Austin Noah Abrams (born September 2, 1996) is an American actor. He is known for his roles as Ron Anderson in the fifth and sixth seasons of the television series The Walking Dead (2015–2016), as Ethan Daley in Euphoria (since 2019) and as Dash in Dash & Lily (2020). He has also appeared in films such as The Kings of Summer (2013), Paper Towns (2015), Brad's Status (2017), Scary Stories to Tell in the Dark (2019) and Chemical Hearts (2020).

Early life
Abrams was raised in Sarasota, Florida, and is the son of Lori and Bradley Abrams, who are doctors. He is Jewish.

Abrams began taking acting lessons when he was five years old, and started appearing in theater productions at the age of nine. His first film role was in Ticking Clock.

Career
Austin is known for playing Ron Anderson in the AMC television series The Walking Dead during its fifth and sixth seasons. In 2017, he co-starred in Kyle Wilamowski's film All Summers End, playing Hunter Gorski, a scruffy 16-year-old who pays little attention to his best friend Conrad's first love.

In 2017, Abrams starred as Troy in the comedy-drama Brad's Status. Abrams portrayed Jackson Barber on The Americans in 2018. In 2019, he had a major role in the horror book adaptation Scary Stories to Tell in the Dark, and in 2020, he was the lead in the Amazon teen romance film Chemical Hearts. He also played the main role in the Netflix series Dash & Lily.
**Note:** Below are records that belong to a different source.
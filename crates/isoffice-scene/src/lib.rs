//! Isometric office scene.
//!
//! `config` describes the room, `geometry` turns it into shapes, `node` and
//! `office` place those shapes in a depth-sorted draw list, and `app` drives
//! it all from a window. `texture` bakes the floor tiles into PNG sprites.

pub mod app;
pub mod camera;
pub mod config;
pub mod geometry;
pub mod node;
pub mod office;
pub mod palette;
pub mod session;
pub mod texture;

pub use app::Application;
pub use camera::Camera;
pub use config::{
    CameraConfig, ChairPlacement, ConfigError, DepthLayers, Footprint, OfficeConfig, Palette,
    RoomConfig,
};
pub use node::{NodeStore, SceneNode};
pub use office::{OfficeScene, SceneError, WorkerInfo};
pub use session::OfficeSession;
pub use texture::export_tile_textures;
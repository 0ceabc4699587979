//! Single-window runtime on winit's `ApplicationHandler`.
//!
//! The window and the `Gpu` borrowing it live in one self-referencing entry,
//! created on `resumed` and dropped GPU-first on shutdown.

mod runtime;

pub use runtime::{Runtime, RuntimeConfig, RuntimeCtx};
pub use winit::window::CursorIcon;
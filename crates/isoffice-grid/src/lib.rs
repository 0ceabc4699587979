//! Isometric grid math for the office scene.
//!
//! - `iso`: grid <-> screen projection and per-cell geometry
//! - `depth`: painter's-order depth keys for drawables sharing one canvas
//! - `arena`: generational storage addressed by [`DrawHandle`]
//!
//! Coordinates here are `f64`. Renderers narrow to `f32` logical pixels at the
//! boundary.

pub mod arena;
pub mod depth;
pub mod iso;

pub use arena::{Arena, DrawHandle};
pub use depth::{
    depth_key, DepthError, DepthSorter, DepthTarget, DrawableEntry, MissingEntryPolicy,
    SorterConfig, DEFAULT_CELL_STRIDE,
};
pub use iso::{
    diamond_path, manhattan_distance, BoxFaces, Facing, GridBounds, GridPos, IsoProjection,
    ScreenPoint, TileCorners, TileSize,
};
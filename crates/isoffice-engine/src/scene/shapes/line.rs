use crate::coords::Vec2;
use crate::paint::Color;
use crate::scene::{DrawCmd, DrawList, ZIndex};

/// Straight line segment payload.
#[derive(Debug, Clone, PartialEq)]
pub struct LineCmd {
    pub from: Vec2,
    pub to: Vec2,
    pub width: f32,
    pub color: Color,
}

impl LineCmd {
    #[inline]
    pub fn new(from: Vec2, to: Vec2, width: f32, color: Color) -> Self {
        Self { from, to, width, color }
    }
}

impl DrawList {
    /// Records a line segment.
    #[inline]
    pub fn push_line(&mut self, z: ZIndex, from: Vec2, to: Vec2, width: f32, color: Color) {
        self.push(z, DrawCmd::Line(LineCmd::new(from, to, width, color)));
    }
}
Since 2019, Abrams has portrayed Ethan in Euphoria.

Filmography

Film

Television

References

External links
 

1996 births
21st-century American male actors
Actors from Sarasota, Florida
American male child actors
American male film actors
American male stage actors
American male television actors
Jewish American male actors
Living people
Male actors from Florida
Place of birth missing (living people)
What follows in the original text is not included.